Gegen 14.30 Uhr georgischer Zeit verließ die DFB-Auswahl das Hilton-Hotel am Schwarzen Meer, der Charterflug KLJ8545 nach Frankfurt war erst am späten Mittwochabend nach dem bitteren Aus organisiert worden.
Längst war klar: Der deutsche Männer-Fußball ist spätestens nach dem nächsten Tiefschlag eines seiner größten Flaggschiffe im europäischen Mittelmaß angekommen und rutscht ein Jahr vor der Heim-EM immer tiefer in die Krise.
DFB: U21 ein Spiegelbild der A-Mannschaft
Die U21 war letztlich ein Spiegelbild der A-Mannschaft. "Ich würde den deutschen Fußball aber nicht begraben", sagte Joti Chatzialexiou, Sportlicher Leiter der Nationalmannschaften: "Vor ein paar Wochen lagen wir uns schließlich noch in den Armen, weil die U17 Europameister geworden ist."
Am Vorabend hatte der 47-Jährige jedoch noch von einem "Super-GAU" gesprochen, man müsse aufpassen, "den Anschluss an die Weltspitze nicht zu verlieren".

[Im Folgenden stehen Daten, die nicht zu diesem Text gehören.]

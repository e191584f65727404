/// Collection resource the admin screen talks to unless told otherwise.
pub const DEFAULT_PRESETS_ENDPOINT: &str = "http://localhost:3000/api/v1/presets";

/// Admin client configuration.
///
/// The endpoint is a fixed literal by default; tests and staging builds
/// construct the config with their own base URL.
#[derive(Debug, Clone, PartialEq, Eq)]
pub struct AdminConfig {
    /// Base URL of the collection resource. Items live at `<endpoint>/<id>`.
    pub endpoint: String,
}

impl AdminConfig {
    pub fn new(endpoint: impl Into<String>) -> Self {
        Self {
            endpoint: endpoint.into(),
        }
    }
}

impl Default for AdminConfig {
    fn default() -> Self {
        Self::new(DEFAULT_PRESETS_ENDPOINT)
    }
}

Die Gunst der Fans hat der DFB längst verloren. Rund 70 Prozent wünschen sich laut einer SID-Umfrage vor der Heim-EM einen neuen Bundestrainer und Nachfolger für Hansi Flick, zwei Drittel sind der Meinung, dass die DFB-Spieler ihr Potenzial im Nationaltrikot nicht richtig ausschöpfen.
Bei der U21 kam nun auch noch bröckelnder Teamgeist hinzu.
gettyChatzialexiou: "Wir sind viel zu langsam"
DFB-Sportdirektor Rudi Völler wurden diese Mängel persönlich vor Augen geführt, Flick wäre erst zu einem möglichen Viertelfinale nach Georgien angereist.
Doch selbst dazu reichte es in der vermeintlich einfachen Gruppe mit Tschechien und Israel nicht, erstmals seit 2012 wird Deutschland deshalb im nächsten Jahr auch nicht bei den Olympischen Spielen in Paris vertreten sein.
Künftiges Vorbild müssten Nationen wie Frankreich, Spanien oder Portugal sein, wo in der Jugend weniger die Ergebnisse als die Entwicklung im Vordergrund stünden, so Chatzialexiou. Die Umsetzung dauere aber in Deutschland "viel zu lange. Wir sind viel zu langsam".
DFB: Paradigmen-Wechsel muss in die Köpfe
Daher seien vor allem die Trainer im Jugendbereich, aber auch die Sportdirektoren, Nachwuchsleiter und Sport-Geschäftsführer in der Pflicht.
"Diesen Paradigmen-Wechsel müssen wir in Deutschland in den nächsten Jahren hinbekommen. Das muss in die Köpfe vieler, die in unserem Sport tätig sind", äußerte Chatzialexiou.
Zunächst aber muss sich das Team vom EM-Debakel erholen. Di Salvo freut sich schon auf den gemeinsamen Urlaub mit der Familie im August.
"Die habe ich in den letzten Wochen nur fünf Minuten am Tag gesehen", sagte er: "Jetzt muss ich erstmal die EM abschütteln und runterfahren."